Die Kameraparameter werden über die Aufnahmen von Schachbrettfeldern aus verschiedenen Positionen ermittelt und in dem „Tow Counter“ Code zur Entzerrung der Bilder eingesetzt. Die Entfernung der Kamera von der Walze kann frei gewählt werden. Das entzerrte Bild wird zuerst angezeigt zusammen mit einigen Einstellung die der User noch vornehmen kann. Zu diesen Einstellungen gehören z.B. einige Hilfefunktionen zur Ermittlung der Signal-Basislinie, Schwellenwerteinstellungen, Signalbreiteauswahl, Signalglättungsparameter, Kontrastanpassung, sowie Einstellungen für die Tau-Zuordnung. Außerdem kann die Auswertung an den RGB oder Grauwerten erfolgen. Bei guten Lichtverhältnissen und klaren Kontrasten liefern aber schon die Defaultwerte sehr gute Ergebnisse. Durch eine „while“ Schleife können die Einstellungen soweit geändert werden, bis ein gutes Ergebnis erzielt wird und der Benutzer seine Freigabe für die weitere Analyse gibt. Die Zwischenergebnisse können jederzeit in eine Exceltabelle ausgeschrieben werden und auch die Endwerte nach der Auswertung werden automatisch ausgeschrieben. Neben jedem Wert steht auch ein Hyperlink in Excel, so dass die Bilder sofort durch klicken auf die Bildnummer angezeigt werden. In der Arbeit wurden MATLAB zusammen mit Computer Vision System Toolbox und Image Processing Toolbox genutzt. Der Code wurde mit MATLAB Compiler kompiliert. Die Einstellungen werden in einem „uicontrol“ Fenster ausgeführt, Ausschreibung der Zwischenergebnisse erfolgt über einen Push-Button. Zur Ermittlung der Kameraparameter über die Schachbrettfelder werden die Bilder nach ihren relativen Pixel-Fehlern ausgewählt.

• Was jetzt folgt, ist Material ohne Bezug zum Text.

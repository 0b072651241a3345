#![deny(unsafe_code)]
#![deny(missing_docs)]

//! # Overview
//!
//! `scribe` is the facade of the scribe logging workspace. It re-exports the
//! core pipeline from the [`logging`] crate, including the stock sinks it
//! takes from `logging-sink`, so embedding programs depend on a single crate.
//!
//! # Examples
//!
//! ```
//! use scribe::{Level, Logger, MemorySink, log_to};
//!
//! let logger = Logger::new();
//! let capture = MemorySink::new();
//! logger.add_sink(capture.clone());
//! logger.apply_settings("resetLevels: Info\n");
//!
//! log_to!(&logger, Level::Info, "cache warmed in", 42, "ms");
//! assert!(capture.contains("cache warmed in 42 ms"));
//! ```

pub use logging::*;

Die Taubestimmung mit dem Code erreicht eine sehr gute Genauigkeit und kann in Zukunft mit einigen zusätzlichen Funktionen ausgestattet werden, wie z.B. Erkennung der Taudicke durch Einsatz von Stereokamera oder die Erkennung der Faserfarbenhomogenität, als Maß für die gleichmäßige thermische Behandlung. Die Erkenntnisse aus diesen Ergebnissen werden zur Prozesssteuerung und Prozessoptimierung genutzt.